• **WHAT NEEDS TO BE DONE**
Both the line with "let phrase = phrase.trim().to_lowercase();" and the line with "let before = text[..idx].chars().next_back();" in the records below must appear in the output, along with every line between them, exactly and with nothing added.

BEGIN INPUT MATERIAL

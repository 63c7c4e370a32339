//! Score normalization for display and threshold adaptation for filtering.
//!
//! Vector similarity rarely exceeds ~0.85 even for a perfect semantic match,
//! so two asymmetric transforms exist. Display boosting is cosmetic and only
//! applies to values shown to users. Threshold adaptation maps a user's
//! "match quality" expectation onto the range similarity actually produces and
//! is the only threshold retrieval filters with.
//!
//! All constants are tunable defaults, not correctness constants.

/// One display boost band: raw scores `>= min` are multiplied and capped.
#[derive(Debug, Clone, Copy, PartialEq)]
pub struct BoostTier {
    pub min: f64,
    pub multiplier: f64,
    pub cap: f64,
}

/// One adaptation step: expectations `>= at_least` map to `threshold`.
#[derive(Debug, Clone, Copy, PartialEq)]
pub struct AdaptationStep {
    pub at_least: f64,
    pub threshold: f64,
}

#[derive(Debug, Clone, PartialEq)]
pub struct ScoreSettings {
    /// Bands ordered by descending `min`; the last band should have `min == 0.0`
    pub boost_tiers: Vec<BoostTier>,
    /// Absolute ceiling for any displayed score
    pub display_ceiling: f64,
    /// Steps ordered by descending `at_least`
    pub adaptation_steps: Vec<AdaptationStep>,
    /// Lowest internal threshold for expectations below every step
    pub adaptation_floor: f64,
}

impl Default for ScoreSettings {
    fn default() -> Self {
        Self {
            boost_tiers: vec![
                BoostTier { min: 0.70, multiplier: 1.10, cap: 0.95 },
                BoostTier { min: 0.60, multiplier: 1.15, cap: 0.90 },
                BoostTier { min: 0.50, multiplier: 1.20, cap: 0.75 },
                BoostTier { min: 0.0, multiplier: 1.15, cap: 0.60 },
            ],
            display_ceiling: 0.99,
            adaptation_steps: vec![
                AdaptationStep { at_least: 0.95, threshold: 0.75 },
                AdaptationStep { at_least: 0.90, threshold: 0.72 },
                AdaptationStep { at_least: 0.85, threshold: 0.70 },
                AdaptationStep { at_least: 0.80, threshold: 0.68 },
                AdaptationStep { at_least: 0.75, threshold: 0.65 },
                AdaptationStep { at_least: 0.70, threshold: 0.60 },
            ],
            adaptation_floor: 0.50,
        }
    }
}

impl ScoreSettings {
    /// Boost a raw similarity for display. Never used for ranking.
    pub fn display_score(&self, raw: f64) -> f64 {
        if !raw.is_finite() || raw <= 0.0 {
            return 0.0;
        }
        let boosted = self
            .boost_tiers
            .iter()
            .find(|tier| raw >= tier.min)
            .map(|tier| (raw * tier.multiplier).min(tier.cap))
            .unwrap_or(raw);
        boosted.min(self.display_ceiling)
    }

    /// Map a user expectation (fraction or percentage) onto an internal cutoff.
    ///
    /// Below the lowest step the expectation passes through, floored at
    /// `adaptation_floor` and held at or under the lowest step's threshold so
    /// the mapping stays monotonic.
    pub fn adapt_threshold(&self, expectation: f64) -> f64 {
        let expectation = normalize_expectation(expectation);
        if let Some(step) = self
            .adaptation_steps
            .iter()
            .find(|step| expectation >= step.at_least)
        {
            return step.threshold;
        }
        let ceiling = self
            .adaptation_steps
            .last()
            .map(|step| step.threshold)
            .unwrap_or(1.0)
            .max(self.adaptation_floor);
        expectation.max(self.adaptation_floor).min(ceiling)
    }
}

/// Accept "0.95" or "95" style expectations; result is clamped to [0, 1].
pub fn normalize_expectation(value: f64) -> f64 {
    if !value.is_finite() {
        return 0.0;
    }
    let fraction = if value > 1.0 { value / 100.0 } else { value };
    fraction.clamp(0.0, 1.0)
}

END INPUT MATERIAL
BEGIN INPUT MATERIAL

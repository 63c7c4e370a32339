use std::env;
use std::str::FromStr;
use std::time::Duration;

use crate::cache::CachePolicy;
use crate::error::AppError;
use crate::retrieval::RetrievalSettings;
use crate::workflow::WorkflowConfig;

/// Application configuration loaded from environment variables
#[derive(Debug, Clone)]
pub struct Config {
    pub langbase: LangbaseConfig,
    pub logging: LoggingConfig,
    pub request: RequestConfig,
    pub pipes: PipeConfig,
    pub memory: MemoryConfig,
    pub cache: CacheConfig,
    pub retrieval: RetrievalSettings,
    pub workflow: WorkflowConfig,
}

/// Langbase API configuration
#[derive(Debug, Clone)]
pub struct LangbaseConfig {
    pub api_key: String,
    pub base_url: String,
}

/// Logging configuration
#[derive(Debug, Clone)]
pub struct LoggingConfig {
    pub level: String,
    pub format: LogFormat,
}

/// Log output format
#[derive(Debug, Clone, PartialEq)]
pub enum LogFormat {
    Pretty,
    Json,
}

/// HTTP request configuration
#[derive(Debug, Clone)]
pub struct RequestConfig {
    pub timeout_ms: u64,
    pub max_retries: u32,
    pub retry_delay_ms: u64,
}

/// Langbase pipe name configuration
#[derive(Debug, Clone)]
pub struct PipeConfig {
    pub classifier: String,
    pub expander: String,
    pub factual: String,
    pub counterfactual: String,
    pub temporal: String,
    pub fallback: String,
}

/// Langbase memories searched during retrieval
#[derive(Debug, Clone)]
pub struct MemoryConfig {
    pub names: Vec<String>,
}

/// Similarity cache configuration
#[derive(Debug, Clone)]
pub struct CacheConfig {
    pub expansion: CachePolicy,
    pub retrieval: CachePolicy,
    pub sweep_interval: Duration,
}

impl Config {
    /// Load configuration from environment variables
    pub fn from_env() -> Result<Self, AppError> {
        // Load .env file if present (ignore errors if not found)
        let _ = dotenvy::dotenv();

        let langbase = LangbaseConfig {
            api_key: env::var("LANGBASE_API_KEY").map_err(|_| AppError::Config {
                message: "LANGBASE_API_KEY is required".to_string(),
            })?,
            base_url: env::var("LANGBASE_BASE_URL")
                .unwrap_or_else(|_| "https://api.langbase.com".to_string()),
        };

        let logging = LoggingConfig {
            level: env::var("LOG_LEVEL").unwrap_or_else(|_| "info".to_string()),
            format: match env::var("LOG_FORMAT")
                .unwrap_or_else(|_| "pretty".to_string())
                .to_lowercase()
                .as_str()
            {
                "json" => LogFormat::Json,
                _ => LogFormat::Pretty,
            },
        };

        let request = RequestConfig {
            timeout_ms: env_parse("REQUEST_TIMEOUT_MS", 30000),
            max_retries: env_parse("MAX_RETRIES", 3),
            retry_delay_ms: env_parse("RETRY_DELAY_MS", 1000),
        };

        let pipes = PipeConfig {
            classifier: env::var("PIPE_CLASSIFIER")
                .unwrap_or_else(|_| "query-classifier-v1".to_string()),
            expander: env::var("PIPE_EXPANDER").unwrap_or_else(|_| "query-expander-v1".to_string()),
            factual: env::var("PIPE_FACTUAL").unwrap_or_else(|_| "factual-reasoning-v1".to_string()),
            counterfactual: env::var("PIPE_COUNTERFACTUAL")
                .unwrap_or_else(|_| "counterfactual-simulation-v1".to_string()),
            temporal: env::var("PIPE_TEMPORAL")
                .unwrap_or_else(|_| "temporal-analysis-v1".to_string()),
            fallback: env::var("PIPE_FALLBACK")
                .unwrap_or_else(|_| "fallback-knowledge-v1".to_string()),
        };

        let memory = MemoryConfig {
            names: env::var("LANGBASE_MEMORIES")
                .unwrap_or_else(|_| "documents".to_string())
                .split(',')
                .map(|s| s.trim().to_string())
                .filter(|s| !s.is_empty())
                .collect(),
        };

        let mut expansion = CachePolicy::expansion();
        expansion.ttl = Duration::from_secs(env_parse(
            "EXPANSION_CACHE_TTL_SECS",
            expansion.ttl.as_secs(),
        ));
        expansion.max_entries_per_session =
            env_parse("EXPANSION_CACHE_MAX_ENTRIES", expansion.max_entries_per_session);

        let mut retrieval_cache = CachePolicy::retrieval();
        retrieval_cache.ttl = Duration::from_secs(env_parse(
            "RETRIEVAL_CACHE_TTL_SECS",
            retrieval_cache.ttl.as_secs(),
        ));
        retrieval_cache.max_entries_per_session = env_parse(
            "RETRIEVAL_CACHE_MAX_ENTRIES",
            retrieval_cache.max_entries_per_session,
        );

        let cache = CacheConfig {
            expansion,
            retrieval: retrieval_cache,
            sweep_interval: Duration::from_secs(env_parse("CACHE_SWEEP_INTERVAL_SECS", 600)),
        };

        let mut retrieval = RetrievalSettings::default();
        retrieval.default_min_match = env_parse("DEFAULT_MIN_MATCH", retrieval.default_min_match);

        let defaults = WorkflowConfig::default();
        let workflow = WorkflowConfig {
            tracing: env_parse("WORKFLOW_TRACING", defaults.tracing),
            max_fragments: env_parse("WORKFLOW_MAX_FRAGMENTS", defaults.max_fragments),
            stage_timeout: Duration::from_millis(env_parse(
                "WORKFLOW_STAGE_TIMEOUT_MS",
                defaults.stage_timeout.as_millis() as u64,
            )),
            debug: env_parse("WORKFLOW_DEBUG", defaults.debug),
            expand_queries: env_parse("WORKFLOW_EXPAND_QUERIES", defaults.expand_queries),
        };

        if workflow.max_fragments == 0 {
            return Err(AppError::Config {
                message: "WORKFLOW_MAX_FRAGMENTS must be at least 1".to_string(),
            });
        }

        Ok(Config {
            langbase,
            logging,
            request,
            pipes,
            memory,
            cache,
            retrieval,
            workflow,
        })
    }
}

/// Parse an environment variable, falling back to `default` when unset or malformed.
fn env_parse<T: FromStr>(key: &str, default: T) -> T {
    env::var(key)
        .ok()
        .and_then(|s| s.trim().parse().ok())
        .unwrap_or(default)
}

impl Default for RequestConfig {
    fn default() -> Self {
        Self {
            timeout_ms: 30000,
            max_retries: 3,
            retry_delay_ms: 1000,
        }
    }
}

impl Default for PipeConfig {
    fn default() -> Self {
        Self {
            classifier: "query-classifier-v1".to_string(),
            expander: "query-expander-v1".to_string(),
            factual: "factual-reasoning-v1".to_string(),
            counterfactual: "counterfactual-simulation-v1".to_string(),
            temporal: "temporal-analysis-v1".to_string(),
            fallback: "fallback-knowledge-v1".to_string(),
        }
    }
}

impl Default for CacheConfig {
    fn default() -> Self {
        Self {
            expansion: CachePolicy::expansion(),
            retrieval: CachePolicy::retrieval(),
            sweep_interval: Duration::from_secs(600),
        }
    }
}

END INPUT MATERIAL
BEGIN INPUT MATERIAL

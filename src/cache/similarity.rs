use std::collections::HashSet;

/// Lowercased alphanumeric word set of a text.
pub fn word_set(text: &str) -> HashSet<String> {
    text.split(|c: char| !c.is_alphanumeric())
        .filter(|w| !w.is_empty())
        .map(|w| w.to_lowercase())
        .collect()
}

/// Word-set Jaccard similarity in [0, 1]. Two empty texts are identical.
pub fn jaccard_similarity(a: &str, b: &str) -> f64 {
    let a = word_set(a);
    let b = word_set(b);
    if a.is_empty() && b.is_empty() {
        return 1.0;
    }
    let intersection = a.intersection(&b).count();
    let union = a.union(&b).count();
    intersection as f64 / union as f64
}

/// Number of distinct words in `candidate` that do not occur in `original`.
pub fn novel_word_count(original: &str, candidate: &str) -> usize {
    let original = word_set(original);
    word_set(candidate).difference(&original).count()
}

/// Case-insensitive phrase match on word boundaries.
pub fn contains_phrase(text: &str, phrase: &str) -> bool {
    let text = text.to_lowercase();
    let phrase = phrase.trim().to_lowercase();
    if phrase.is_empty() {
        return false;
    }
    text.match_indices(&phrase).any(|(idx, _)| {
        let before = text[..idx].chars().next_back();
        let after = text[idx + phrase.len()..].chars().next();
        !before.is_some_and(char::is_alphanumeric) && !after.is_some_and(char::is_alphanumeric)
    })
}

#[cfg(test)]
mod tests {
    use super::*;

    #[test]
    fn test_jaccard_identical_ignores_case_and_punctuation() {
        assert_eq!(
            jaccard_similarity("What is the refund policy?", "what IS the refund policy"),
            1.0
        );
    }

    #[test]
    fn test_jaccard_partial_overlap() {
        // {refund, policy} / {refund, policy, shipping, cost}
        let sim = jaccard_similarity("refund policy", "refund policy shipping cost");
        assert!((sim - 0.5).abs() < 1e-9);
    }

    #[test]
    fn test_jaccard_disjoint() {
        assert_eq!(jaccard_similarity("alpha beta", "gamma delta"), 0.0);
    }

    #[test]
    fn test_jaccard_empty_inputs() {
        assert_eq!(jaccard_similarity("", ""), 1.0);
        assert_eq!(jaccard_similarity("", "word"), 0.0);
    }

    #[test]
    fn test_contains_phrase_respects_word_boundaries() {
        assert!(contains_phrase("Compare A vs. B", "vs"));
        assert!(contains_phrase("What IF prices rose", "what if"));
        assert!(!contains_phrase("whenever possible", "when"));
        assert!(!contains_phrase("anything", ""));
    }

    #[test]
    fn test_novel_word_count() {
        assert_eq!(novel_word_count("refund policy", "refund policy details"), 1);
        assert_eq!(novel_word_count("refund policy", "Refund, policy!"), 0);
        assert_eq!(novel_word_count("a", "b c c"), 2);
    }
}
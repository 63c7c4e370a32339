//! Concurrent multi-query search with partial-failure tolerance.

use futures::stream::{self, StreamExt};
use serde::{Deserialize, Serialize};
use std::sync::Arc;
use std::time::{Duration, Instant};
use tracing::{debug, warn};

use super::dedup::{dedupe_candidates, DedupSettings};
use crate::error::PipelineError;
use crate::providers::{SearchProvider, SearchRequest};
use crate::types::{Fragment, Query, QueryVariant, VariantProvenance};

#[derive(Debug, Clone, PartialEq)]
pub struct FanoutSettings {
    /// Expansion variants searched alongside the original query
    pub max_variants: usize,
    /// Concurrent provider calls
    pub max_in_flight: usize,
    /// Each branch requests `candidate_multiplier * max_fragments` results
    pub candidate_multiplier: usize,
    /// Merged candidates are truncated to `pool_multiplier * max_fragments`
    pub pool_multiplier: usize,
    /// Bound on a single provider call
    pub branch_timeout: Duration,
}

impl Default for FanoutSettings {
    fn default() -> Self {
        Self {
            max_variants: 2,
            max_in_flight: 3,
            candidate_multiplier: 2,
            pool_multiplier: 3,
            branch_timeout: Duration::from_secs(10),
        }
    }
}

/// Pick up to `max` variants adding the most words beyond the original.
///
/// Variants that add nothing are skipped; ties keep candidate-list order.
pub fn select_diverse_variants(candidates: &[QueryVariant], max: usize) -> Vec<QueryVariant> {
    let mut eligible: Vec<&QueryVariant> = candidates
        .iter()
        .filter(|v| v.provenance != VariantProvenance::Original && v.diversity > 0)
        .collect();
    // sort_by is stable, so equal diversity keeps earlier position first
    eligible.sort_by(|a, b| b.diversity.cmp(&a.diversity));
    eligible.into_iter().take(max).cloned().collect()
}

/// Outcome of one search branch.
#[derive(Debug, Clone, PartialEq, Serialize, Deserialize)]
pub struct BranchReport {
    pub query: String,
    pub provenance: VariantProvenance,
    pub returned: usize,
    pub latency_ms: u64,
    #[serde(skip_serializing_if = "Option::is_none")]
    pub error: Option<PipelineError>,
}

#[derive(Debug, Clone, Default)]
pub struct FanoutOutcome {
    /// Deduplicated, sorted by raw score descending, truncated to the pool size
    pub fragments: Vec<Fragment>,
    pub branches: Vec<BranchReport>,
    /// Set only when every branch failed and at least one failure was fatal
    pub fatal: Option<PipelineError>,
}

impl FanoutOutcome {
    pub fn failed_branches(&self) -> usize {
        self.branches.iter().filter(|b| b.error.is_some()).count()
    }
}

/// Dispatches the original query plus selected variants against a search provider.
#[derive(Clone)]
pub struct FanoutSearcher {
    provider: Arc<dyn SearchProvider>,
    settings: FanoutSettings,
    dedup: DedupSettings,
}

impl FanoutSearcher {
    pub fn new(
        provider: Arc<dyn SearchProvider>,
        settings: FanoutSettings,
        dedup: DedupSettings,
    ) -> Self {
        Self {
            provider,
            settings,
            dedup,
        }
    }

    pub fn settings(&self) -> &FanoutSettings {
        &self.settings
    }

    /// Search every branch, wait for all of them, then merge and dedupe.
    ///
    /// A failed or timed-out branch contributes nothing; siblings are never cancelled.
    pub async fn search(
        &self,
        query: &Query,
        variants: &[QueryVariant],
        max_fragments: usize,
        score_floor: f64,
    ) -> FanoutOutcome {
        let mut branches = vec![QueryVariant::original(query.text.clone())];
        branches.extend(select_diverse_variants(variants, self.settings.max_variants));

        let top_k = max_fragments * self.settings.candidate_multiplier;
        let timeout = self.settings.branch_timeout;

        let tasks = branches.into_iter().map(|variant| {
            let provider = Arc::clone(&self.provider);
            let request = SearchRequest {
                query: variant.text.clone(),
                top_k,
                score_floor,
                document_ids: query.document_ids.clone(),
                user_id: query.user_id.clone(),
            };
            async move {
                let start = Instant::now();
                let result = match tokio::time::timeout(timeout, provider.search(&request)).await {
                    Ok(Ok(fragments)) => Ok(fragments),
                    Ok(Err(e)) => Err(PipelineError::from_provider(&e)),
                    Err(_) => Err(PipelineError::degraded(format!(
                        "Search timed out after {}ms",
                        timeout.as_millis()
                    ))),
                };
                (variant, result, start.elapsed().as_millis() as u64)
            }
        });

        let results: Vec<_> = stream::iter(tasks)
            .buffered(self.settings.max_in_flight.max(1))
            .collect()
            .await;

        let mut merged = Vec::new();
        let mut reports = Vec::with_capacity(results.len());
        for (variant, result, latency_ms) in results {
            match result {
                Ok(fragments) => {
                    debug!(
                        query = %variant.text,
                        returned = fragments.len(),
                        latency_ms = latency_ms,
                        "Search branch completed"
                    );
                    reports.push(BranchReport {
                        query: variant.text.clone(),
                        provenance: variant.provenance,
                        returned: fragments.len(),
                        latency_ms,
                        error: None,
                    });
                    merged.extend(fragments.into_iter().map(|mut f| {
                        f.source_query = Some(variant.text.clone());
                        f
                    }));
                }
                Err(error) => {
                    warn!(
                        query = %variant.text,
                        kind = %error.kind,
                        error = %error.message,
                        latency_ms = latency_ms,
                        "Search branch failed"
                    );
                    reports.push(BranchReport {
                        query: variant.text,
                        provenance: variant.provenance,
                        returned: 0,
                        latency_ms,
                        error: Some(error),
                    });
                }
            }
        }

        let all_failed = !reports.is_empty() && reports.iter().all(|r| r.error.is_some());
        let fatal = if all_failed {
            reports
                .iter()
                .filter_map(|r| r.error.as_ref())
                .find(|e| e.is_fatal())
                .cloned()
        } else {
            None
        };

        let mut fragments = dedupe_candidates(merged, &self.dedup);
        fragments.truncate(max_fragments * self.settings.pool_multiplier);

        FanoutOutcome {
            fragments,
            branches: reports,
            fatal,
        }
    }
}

END INPUT MATERIAL

• **TASK ANSWER**
    let phrase = phrase.trim().to_lowercase();
    if phrase.is_empty() {
        return false;
    }
    text.match_indices(&phrase).any(|(idx, _)| {
        let before = text[..idx].chars().next_back();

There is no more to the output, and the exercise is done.